-- Opening Marker --

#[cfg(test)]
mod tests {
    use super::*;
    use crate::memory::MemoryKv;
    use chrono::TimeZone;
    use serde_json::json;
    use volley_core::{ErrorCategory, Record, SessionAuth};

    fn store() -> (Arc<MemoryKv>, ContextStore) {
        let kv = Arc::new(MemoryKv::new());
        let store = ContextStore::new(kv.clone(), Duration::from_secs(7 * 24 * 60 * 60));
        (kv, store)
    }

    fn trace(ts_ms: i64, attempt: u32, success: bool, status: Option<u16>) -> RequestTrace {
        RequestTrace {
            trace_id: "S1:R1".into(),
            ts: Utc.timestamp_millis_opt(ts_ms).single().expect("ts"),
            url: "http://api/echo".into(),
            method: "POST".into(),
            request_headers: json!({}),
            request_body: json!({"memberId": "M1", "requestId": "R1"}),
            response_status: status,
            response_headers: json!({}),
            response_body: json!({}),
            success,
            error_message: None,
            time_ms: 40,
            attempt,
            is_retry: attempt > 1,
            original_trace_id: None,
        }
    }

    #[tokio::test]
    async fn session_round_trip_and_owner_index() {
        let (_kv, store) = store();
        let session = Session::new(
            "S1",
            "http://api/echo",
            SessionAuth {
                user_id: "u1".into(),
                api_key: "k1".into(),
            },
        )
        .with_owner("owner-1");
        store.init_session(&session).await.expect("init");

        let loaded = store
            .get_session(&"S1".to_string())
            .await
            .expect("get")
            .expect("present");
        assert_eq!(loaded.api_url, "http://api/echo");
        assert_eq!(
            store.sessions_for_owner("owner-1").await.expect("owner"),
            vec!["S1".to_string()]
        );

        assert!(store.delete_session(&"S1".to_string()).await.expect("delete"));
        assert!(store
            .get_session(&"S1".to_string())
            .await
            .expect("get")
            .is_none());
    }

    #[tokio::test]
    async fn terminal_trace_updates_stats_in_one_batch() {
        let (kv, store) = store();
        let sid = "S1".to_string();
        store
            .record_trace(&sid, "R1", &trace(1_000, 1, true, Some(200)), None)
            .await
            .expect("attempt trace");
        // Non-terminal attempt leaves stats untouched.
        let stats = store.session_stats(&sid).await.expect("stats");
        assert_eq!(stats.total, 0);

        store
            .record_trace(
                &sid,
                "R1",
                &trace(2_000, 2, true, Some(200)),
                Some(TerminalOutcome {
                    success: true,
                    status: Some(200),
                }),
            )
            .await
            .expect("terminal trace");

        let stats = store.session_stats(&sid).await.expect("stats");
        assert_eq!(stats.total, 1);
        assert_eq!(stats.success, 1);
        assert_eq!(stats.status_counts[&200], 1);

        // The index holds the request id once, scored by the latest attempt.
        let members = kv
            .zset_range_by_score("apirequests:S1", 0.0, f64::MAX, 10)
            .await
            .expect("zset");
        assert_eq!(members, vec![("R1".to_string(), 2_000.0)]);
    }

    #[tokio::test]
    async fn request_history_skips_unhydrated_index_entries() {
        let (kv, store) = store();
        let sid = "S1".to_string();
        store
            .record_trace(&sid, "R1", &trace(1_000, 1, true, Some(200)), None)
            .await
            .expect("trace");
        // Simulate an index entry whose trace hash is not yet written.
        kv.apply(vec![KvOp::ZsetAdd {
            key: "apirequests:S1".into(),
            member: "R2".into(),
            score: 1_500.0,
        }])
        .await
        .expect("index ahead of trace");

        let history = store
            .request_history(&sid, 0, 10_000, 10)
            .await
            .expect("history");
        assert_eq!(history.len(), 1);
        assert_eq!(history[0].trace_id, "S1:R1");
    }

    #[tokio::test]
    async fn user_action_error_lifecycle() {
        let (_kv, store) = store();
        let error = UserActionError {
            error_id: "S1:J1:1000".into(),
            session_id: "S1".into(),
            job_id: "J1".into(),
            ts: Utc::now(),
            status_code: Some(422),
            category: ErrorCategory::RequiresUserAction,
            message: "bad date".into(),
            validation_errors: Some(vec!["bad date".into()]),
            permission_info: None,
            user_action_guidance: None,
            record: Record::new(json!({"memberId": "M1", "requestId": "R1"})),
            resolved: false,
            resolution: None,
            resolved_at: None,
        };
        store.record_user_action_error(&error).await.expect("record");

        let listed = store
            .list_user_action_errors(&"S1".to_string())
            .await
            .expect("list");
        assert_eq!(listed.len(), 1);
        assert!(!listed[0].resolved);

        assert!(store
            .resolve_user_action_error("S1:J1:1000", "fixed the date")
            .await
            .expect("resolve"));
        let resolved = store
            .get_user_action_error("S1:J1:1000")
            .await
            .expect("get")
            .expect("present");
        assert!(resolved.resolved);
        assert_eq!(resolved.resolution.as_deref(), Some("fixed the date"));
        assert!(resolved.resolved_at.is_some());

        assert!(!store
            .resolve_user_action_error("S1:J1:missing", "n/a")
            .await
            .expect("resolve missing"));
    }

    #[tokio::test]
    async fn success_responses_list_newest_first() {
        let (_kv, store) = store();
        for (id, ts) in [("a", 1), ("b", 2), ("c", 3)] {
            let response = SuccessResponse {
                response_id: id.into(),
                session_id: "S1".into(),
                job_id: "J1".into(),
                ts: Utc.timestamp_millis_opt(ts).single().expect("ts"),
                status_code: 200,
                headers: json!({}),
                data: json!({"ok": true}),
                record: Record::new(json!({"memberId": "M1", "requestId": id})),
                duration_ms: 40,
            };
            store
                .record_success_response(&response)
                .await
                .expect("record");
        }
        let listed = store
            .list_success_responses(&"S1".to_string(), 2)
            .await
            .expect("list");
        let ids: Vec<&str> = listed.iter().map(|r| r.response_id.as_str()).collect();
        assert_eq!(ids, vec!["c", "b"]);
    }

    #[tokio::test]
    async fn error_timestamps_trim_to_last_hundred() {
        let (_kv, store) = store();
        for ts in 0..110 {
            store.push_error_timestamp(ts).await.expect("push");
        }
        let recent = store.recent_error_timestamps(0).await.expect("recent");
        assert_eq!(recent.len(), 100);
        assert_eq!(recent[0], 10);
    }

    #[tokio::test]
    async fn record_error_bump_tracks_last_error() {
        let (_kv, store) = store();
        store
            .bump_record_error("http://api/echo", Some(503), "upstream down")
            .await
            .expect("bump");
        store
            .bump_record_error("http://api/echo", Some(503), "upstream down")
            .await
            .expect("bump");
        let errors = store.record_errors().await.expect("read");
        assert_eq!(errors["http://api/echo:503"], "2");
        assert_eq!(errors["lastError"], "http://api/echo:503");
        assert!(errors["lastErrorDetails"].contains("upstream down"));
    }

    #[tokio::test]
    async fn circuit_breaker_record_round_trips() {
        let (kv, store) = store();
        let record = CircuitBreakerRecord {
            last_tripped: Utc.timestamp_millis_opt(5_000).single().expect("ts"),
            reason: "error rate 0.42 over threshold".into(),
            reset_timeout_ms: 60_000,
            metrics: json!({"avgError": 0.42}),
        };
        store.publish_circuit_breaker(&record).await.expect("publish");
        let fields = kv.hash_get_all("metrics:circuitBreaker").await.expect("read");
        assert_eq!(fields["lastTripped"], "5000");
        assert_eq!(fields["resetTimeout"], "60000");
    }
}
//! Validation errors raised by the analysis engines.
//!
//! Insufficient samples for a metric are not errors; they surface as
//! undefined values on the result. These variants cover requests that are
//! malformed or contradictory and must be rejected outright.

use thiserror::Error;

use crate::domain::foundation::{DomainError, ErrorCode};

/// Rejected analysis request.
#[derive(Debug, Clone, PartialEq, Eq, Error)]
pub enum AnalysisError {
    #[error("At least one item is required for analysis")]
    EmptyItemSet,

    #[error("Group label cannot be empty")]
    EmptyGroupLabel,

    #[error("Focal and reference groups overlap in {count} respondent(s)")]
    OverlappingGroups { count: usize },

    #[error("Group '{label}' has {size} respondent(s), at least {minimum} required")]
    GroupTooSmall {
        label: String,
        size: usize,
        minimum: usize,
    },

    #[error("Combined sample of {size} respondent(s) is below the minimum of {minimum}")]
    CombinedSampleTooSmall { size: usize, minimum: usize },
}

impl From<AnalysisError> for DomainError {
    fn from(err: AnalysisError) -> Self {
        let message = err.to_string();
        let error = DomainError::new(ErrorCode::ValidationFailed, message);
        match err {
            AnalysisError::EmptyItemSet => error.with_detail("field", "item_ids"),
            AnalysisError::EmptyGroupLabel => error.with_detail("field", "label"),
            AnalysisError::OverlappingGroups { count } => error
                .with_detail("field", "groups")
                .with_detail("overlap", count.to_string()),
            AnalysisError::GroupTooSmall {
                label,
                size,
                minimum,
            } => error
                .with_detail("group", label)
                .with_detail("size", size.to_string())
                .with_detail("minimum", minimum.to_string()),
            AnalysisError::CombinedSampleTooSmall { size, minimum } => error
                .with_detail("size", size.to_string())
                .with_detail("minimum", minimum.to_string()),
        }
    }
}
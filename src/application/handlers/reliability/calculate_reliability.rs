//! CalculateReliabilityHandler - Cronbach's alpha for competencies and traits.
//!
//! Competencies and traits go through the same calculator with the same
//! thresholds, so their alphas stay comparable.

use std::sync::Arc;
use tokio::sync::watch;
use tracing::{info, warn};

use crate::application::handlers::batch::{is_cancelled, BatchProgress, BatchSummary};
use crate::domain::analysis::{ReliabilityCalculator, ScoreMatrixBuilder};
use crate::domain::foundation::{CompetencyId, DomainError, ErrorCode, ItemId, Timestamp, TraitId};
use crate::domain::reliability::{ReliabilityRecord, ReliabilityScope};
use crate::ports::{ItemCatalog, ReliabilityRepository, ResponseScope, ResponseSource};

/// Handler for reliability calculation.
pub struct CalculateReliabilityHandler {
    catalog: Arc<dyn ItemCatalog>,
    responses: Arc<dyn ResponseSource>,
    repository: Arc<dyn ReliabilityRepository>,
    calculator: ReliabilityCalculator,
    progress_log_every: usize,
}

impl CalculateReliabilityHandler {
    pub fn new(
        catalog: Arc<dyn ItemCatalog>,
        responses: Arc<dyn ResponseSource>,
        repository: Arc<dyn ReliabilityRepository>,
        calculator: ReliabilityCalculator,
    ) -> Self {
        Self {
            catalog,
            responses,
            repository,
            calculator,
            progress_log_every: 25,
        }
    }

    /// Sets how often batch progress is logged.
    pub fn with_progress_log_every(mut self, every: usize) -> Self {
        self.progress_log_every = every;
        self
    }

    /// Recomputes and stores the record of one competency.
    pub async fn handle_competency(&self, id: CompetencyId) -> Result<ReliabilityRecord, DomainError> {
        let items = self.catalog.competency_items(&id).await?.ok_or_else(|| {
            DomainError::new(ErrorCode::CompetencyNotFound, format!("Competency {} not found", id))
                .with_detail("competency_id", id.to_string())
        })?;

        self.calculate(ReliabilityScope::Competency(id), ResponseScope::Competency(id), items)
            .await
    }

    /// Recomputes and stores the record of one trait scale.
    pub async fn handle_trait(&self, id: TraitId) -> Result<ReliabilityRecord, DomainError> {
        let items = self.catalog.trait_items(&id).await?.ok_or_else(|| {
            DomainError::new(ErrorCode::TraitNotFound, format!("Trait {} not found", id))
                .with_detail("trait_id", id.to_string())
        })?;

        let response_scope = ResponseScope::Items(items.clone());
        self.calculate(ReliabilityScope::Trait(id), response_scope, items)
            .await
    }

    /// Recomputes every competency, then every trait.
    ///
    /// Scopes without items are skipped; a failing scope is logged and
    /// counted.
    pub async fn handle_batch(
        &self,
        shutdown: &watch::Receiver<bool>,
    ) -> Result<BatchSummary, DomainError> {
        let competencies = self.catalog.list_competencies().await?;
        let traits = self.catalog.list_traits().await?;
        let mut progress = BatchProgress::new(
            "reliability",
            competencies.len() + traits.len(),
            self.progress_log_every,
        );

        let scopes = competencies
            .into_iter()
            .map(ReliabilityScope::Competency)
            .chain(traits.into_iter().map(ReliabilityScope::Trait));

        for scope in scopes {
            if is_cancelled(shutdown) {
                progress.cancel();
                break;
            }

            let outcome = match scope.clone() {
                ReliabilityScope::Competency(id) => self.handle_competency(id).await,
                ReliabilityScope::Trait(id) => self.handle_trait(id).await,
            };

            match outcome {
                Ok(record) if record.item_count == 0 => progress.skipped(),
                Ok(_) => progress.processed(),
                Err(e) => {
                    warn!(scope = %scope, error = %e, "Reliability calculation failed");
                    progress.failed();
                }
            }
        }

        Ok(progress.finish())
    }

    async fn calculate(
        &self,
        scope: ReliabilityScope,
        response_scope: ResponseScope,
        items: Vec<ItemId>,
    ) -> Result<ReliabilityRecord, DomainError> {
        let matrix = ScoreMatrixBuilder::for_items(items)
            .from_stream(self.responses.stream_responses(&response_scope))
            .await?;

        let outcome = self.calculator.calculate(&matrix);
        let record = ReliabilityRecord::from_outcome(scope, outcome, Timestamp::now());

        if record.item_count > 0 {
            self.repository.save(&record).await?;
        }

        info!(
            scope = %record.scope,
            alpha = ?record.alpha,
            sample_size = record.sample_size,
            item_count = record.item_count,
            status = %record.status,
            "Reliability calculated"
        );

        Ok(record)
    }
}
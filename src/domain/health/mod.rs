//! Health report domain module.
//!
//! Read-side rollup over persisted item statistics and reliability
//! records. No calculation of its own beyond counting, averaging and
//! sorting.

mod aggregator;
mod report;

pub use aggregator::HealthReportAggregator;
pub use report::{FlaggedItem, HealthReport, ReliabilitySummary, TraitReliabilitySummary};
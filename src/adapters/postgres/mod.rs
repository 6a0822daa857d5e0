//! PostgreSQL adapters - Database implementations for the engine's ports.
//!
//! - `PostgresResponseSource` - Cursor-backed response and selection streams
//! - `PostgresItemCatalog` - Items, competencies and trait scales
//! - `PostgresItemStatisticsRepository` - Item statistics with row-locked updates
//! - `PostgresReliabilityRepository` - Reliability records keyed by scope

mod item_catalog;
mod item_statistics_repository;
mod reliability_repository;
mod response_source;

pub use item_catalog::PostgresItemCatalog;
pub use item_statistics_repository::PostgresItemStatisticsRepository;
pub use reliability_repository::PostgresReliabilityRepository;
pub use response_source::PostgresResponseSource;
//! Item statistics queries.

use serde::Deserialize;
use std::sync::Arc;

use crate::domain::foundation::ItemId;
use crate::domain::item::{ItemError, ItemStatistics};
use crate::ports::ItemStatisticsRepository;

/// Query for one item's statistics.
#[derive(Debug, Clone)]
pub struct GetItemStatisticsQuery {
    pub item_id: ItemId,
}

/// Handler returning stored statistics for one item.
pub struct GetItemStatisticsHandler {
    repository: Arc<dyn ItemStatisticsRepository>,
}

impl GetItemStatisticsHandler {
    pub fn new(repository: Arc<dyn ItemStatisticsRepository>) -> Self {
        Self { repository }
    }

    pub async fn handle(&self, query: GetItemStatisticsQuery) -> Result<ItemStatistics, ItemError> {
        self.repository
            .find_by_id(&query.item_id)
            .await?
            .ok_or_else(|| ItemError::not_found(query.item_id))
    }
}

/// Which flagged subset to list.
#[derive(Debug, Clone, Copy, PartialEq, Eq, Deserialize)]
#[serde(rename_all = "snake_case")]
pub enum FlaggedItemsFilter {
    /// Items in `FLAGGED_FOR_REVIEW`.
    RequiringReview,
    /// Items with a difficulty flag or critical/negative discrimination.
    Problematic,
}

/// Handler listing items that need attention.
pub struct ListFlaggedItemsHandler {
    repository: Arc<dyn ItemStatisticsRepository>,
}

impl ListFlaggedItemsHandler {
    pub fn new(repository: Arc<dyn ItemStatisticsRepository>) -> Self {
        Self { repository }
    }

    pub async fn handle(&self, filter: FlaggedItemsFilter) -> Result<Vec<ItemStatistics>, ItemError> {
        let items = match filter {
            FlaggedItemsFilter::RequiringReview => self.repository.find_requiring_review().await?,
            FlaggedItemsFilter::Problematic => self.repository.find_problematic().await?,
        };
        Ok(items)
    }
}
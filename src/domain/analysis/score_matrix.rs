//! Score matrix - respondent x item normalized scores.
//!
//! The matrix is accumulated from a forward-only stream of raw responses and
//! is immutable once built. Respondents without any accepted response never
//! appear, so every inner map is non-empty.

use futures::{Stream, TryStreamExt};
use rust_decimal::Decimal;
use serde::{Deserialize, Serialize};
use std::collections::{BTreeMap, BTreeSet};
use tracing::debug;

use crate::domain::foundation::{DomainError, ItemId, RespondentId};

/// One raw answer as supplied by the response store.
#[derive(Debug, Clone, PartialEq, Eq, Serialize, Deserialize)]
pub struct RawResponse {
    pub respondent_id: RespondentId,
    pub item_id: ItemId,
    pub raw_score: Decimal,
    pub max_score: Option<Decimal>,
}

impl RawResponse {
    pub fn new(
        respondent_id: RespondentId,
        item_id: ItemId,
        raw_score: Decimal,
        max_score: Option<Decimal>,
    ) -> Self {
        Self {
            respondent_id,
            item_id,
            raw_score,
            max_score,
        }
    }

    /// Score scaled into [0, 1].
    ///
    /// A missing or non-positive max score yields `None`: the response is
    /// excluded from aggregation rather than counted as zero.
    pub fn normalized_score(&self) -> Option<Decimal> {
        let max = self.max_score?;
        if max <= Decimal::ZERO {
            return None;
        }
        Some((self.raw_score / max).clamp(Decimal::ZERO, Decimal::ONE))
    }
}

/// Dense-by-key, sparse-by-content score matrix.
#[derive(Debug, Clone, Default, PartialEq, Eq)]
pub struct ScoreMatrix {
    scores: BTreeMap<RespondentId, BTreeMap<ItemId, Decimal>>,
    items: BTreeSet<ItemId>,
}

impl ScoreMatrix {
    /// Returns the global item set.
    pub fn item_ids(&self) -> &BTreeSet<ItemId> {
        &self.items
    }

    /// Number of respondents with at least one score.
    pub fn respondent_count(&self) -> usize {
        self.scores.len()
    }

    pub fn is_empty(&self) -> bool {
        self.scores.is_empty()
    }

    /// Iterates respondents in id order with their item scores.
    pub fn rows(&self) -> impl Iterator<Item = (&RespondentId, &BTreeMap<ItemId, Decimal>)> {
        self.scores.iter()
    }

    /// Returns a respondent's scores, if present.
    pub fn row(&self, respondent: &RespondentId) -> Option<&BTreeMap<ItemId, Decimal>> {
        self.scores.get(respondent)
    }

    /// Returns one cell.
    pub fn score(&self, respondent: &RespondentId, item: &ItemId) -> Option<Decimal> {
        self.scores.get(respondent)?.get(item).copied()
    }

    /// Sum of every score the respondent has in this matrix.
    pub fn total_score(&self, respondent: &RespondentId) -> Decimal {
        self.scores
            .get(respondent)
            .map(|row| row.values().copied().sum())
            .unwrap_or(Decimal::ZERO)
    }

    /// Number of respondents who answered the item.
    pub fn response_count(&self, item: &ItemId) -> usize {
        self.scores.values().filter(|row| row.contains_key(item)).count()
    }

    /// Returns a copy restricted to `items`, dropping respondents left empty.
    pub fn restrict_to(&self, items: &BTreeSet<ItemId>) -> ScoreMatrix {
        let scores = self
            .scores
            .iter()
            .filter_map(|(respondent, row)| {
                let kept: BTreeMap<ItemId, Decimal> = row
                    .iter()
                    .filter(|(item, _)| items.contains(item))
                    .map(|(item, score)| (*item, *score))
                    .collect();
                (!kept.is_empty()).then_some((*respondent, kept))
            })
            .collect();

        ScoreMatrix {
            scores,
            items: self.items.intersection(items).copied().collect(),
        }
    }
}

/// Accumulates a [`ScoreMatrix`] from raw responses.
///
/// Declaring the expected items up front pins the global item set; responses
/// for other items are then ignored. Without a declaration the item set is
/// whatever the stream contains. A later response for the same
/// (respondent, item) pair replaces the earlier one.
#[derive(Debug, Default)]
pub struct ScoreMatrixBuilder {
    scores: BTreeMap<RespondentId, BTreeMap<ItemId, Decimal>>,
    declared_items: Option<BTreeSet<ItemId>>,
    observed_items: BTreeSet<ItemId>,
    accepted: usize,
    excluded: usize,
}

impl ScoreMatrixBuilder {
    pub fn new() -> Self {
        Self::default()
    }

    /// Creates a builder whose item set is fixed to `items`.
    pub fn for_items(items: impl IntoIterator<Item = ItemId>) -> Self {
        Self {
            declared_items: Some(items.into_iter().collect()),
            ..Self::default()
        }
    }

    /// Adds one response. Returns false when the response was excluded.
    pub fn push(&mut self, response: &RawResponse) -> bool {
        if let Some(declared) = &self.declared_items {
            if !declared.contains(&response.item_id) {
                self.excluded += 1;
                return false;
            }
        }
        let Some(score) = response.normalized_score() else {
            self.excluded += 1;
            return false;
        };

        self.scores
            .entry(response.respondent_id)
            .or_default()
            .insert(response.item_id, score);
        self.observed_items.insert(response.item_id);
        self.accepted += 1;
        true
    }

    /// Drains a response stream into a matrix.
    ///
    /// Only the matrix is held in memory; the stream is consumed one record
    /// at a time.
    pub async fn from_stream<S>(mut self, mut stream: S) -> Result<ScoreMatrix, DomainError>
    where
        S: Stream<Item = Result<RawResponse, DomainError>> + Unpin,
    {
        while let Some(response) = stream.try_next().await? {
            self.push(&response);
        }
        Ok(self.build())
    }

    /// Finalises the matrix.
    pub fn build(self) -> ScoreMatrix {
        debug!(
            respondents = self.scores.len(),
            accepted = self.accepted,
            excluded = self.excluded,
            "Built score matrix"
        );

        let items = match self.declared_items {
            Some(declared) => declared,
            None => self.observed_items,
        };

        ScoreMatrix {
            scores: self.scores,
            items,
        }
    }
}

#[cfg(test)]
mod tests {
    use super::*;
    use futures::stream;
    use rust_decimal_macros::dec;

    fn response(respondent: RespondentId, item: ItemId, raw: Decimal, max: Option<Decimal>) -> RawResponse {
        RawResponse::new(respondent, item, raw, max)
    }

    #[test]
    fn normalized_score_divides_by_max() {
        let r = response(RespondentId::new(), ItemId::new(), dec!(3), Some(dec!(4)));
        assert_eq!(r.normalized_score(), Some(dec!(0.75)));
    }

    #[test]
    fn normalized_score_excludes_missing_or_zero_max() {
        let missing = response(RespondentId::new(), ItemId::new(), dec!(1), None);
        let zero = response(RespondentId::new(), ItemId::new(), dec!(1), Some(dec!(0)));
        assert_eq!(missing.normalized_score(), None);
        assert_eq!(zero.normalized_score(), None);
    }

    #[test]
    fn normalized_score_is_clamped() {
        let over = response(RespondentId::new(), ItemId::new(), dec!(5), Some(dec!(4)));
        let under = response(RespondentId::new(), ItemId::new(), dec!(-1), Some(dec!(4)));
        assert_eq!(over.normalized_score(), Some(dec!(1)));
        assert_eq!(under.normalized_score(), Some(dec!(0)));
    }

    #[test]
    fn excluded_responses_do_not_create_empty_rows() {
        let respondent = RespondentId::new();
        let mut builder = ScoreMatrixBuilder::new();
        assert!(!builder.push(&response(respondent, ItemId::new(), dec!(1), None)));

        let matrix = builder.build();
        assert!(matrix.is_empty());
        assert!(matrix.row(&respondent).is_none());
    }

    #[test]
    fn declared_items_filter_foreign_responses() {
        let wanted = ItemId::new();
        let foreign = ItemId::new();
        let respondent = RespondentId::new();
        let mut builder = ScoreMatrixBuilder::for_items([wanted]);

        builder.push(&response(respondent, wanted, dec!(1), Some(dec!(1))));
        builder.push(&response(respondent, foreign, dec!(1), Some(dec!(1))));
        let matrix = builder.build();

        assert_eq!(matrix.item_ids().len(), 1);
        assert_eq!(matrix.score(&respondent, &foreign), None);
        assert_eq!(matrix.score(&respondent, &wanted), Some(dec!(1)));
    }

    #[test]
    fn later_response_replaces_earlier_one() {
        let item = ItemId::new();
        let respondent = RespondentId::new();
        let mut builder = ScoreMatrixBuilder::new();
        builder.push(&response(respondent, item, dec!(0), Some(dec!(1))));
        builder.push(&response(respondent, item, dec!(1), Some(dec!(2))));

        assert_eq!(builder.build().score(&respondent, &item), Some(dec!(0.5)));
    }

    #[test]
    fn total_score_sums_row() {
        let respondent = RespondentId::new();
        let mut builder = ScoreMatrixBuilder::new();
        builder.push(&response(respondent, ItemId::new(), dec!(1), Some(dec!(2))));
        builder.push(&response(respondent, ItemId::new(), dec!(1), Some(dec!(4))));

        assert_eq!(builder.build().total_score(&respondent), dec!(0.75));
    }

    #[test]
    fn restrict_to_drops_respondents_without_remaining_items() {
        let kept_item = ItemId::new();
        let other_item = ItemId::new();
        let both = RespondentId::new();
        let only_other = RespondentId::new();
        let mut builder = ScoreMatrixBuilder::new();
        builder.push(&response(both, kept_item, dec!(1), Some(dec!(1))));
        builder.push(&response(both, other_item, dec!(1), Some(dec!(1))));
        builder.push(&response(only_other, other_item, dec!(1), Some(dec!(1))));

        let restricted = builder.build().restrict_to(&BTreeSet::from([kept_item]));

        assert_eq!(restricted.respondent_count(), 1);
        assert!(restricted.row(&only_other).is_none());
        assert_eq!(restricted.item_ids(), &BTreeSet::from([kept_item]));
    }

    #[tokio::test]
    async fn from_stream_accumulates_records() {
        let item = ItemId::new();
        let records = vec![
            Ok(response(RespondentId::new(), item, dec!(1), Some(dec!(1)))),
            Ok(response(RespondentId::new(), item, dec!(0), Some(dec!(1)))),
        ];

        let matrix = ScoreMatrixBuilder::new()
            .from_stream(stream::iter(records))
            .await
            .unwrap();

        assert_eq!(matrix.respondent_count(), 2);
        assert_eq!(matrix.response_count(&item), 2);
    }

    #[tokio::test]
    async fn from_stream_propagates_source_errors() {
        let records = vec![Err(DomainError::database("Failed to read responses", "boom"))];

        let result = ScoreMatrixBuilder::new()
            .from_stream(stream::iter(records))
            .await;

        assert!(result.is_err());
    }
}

-- Closing Marker --

- Exercise
Begin with the line that has "self.progress_log_every = every;" in the listing above and end after the line that has "let competencies = self.catalog.list_competencies().await?;"; output those lines exactly.

- Reply
        self.progress_log_every = every;
        self
    }

    /// Recomputes and stores the record of one competency.
    pub async fn handle_competency(&self, id: CompetencyId) -> Result<ReliabilityRecord, DomainError> {
        let items = self.catalog.competency_items(&id).await?.ok_or_else(|| {
            DomainError::new(ErrorCode::CompetencyNotFound, format!("Competency {} not found", id))
                .with_detail("competency_id", id.to_string())
        })?;

        self.calculate(ReliabilityScope::Competency(id), ResponseScope::Competency(id), items)
            .await
    }

    /// Recomputes and stores the record of one trait scale.
    pub async fn handle_trait(&self, id: TraitId) -> Result<ReliabilityRecord, DomainError> {
        let items = self.catalog.trait_items(&id).await?.ok_or_else(|| {
            DomainError::new(ErrorCode::TraitNotFound, format!("Trait {} not found", id))
                .with_detail("trait_id", id.to_string())
        })?;

        let response_scope = ResponseScope::Items(items.clone());
        self.calculate(ReliabilityScope::Trait(id), response_scope, items)
            .await
    }

    /// Recomputes every competency, then every trait.
    ///
    /// Scopes without items are skipped; a failing scope is logged and
    /// counted.
    pub async fn handle_batch(
        &self,
        shutdown: &watch::Receiver<bool>,
    ) -> Result<BatchSummary, DomainError> {
        let competencies = self.catalog.list_competencies().await?;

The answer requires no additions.